As explained in the eXtremeDB Transaction Logging User's Guide, Transaction logging is an industry standard term that normally refers to database log file processing. eXtremeDB Transaction Logging is mainly used for a set of tasks only one of which is adding persistence to in-memory databases. Mostly it is used and for replaying the log to/from a certain point in time and communicating database transactions to the outside environment (Data Relay). The industry-standard term for this is "Change Data Capture (CDC)”.

So eXtremeDB Transaction Logging extends eXtremeDB with three important capabilities:

1. Durability (and, hence, recoverability) for in-memory databases (i.e transient classes)
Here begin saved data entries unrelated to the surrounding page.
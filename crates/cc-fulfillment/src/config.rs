//! Tunables for the threshold evaluator. Grouped here the way the grounding
//! workspace groups its own consensus parameters in one named-constant
//! module instead of scattering magic numbers through the validator.

/// Bounds on the threshold branch-and-bound search and its concurrency
/// cutover.
#[derive(Debug, Clone, Copy, PartialEq, Eq)]
pub struct SelectionLimits {
    /// Above this many fulfillment-bearing subentries, selection falls back
    /// to a greedy smallest-first pass instead of exhaustively enumerating
    /// every subset.
    pub max_subentries: usize,
    /// Minimum subentry count before `validate` fans sibling validation out
    /// across a thread pool (only takes effect with the `parallel` feature).
    pub parallel_threshold: usize,
}

impl Default for SelectionLimits {
    fn default() -> Self {
        SelectionLimits {
            max_subentries: 16,
            parallel_threshold: 8,
        }
    }
}
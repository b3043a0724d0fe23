use crate::error::CodecError;

/// Maximum number of continuation groups a canonical VARUINT can occupy.
/// `ceil(64 / 7) == 10` groups cover the full `u64` range.
const MAX_VARUINT_BYTES: usize = 10;

/// Encodes `value` as a little-endian base-128 VARUINT: each byte carries 7
/// payload bits in its low order bits, with the high bit set on every byte
/// but the last. This is always the canonical (minimal-length) encoding.
pub fn encode_varuint(value: u64) -> Vec<u8> {
    let mut out = Vec::with_capacity(MAX_VARUINT_BYTES);
    let mut remaining = value;
    loop {
        let mut byte = (remaining & 0x7f) as u8;
        remaining >>= 7;
        if remaining != 0 {
            byte |= 0x80;
            out.push(byte);
        } else {
            out.push(byte);
            break;
        }
    }
    out
}

/// Decodes a VARUINT from the front of `buf`, returning the value and the
/// number of bytes consumed. Rejects truncated input, non-canonical
/// trailing-zero encodings, and values that would not fit in a `u64`.
pub fn decode_varuint(buf: &[u8]) -> Result<(u64, usize), CodecError> {
    let mut result: u128 = 0;
    let mut shift: u32 = 0;
    let mut consumed = 0usize;

    loop {
        if consumed >= MAX_VARUINT_BYTES {
            return Err(CodecError::VaruintOverflow);
        }
        let Some(&byte) = buf.get(consumed) else {
            return Err(CodecError::Truncated {
                expected: 1,
                found: 0,
            });
        };
        let continuation = byte & 0x80 != 0;
        result |= ((byte & 0x7f) as u128) << shift;
        consumed += 1;

        if !continuation {
            // A final byte of zero is only canonical when it is the sole byte
            // (i.e. the encoded value is itself zero).
            if consumed > 1 && byte == 0 {
                return Err(CodecError::NonCanonicalVaruint);
            }
            break;
        }
        shift += 7;
    }

    if result > u64::MAX as u128 {
        return Err(CodecError::VaruintOverflow);
    }
    Ok((result as u64, consumed))
}

/// Encodes `data` as VARBYTES: a VARUINT length prefix followed by the raw
/// payload bytes.
pub fn encode_varbytes(data: &[u8]) -> Vec<u8> {
    let mut out = encode_varuint(data.len() as u64);
    out.extend_from_slice(data);
    out
}

/// Decodes VARBYTES from the front of `buf`, returning the payload and the
/// number of bytes consumed (length prefix + payload).
pub fn decode_varbytes(buf: &[u8]) -> Result<(Vec<u8>, usize), CodecError> {
    let (len, prefix_len) = decode_varuint(buf)?;
    let remaining = &buf[prefix_len..];
    if len > remaining.len() as u64 {
        return Err(CodecError::LengthExceedsBuffer {
            len,
            remaining: remaining.len(),
        });
    }
    let len = len as usize;
    Ok((remaining[..len].to_vec(), prefix_len + len))
}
2. Data Relay facilitates seamless, fine-grained data sharing between real-time systems based on eXtremeDB, and external systems such as enterprise DBMSs

3. Extended event queue processing

eXtremeDB Transaction Logging increases the options for persistence of eXtremeDB in-memory databases with the introduction of transaction logging – a process that journals changes made to a database (by transactions), as they are made. With transaction logging enabled, the eXtremeDB runtime captures database changes and writes them to a file known as a transaction log. In the event of a hardware or software failure, the runtime can recover the database using this log.
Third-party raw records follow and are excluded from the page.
use cc_codec::{Reader, WriteBuf};
use cc_core::{Error, Result};
use ed25519_dalek::{Signature, Signer, SigningKey, Verifier, VerifyingKey};

/// Ed25519-SHA-256: the hash fingerprint is the raw public key, not a hash
/// of anything, because the aggregate condition hash already folds every
/// leaf through SHA-256 one level up.
#[derive(Debug, Clone, PartialEq, Eq)]
pub struct Ed25519 {
    public_key: [u8; 32],
    signature: [u8; 64],
}

impl Ed25519 {
    pub const TYPE_BIT: u64 = 4;
    pub const FEATURE_BIT: u64 = 0x20;

    /// An unsigned builder: the signature is all-zero until `sign` is
    /// called. Its condition can still be derived (the public key and the
    /// fixed payload length are already known), but it never validates.
    pub fn new(public_key: [u8; 32]) -> Self {
        Ed25519 {
            public_key,
            signature: [0u8; 64],
        }
    }

    pub fn sign(&self, message: &[u8], signing_key: &SigningKey) -> Result<Self> {
        let derived = signing_key.verifying_key();
        if derived.to_bytes() != self.public_key {
            return Err(Error::KeyMismatch);
        }
        let signature: Signature = signing_key.sign(message);
        Ok(Ed25519 {
            public_key: self.public_key,
            signature: signature.to_bytes(),
        })
    }

    pub fn type_bit(&self) -> u64 {
        Self::TYPE_BIT
    }

    pub fn feature_bitmask(&self) -> u64 {
        Self::FEATURE_BIT
    }

    pub fn public_key(&self) -> &[u8; 32] {
        &self.public_key
    }

    pub fn hash_fingerprint(&self) -> Result<Vec<u8>> {
        Ok(self.public_key.to_vec())
    }

    pub fn calculate_max_fulfillment_length(&self) -> Result<u64> {
        Ok(96)
    }

    pub fn serialize_payload(&self) -> Result<Vec<u8>> {
        let mut out = Vec::new();
        out.put_fixed(&self.public_key).put_fixed(&self.signature);
        Ok(out)
    }

    pub(crate) fn parse_from_reader(r: &mut Reader) -> Result<Self> {
        let public_key = r.read_fixed(32)?;
        let signature = r.read_fixed(64)?;
        Ok(Ed25519 {
            public_key: public_key.try_into().expect("read_fixed(32) returns 32 bytes"),
            signature: signature.try_into().expect("read_fixed(64) returns 64 bytes"),
        })
    }

    /// A message is mandatory for this variant; an unsigned (all-zero
    /// signature) fulfillment never validates, regardless of message.
    pub fn validate(&self, message: Option<&[u8]>) -> bool {
        let Some(message) = message else {
            return false;
        };
        if self.signature == [0u8; 64] {
            return false;
        }
        let Ok(verifying_key) = VerifyingKey::from_bytes(&self.public_key) else {
            return false;
        };
        let signature = Signature::from_bytes(&self.signature);
        verifying_key.verify(message, &signature).is_ok()
    }
}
Transaction logging provides durability of eXtremeDB all-in-memory and hybrid (containing both transient and persistent classes) databases through the eXtremeDB Transaction Logging (TL) API. In a TL-enabled application, every insert/update/delete action of a transaction is recorded in in-memory buffers. When the transaction is committed, these buffers are appended to the transaction log. No records are added to the log if the transaction is read-only, or aborted.

For all-in-memory databases, transaction logging does not alter the in-memory architecture of eXtremeDB, and it retains a performance advantage over persistent-media-based databases. Read performance is unaffected by transaction logging and write performance will far exceed write performance of traditional persistent-media-based databases. The reasons are simple:

(a) eXtremeDB Transaction Logging requires exactly one write to the file system per database transaction,

(b) the write is sequential, and

(c) there is no overhead associated with maintaining a cache and/or cache lookups.

A persistent-media-based database, however, will perform many reads and writes per transaction (data pages, index pages, transaction log, etc.) and the larger the transaction and the more indexes that are modified, the more reads and writes that are necessary.

In C/C++ applications the TL API logs all transactions committed to the database between calls to the functions mco_translog_start() and mco_translog_stop(). Thus, logging can be turned on and off at the application’s discretion. For maximum efficiency, the log file is written by blocks aligned with the file system’s pages. There is a single additional requirement to enable TL applications; the database schema must declare an auto_oid (see the section titled "DDL Requirements" in the TL Applications page).

The TL facility is indifferent towards memory mode (conventional or shared) and transaction manager (MURSIW, Exclusive or MVCC). And when transaction logging is used for Data Relay or event handling, it is also indifferent as to whether the database is transient, persistent or hybrid.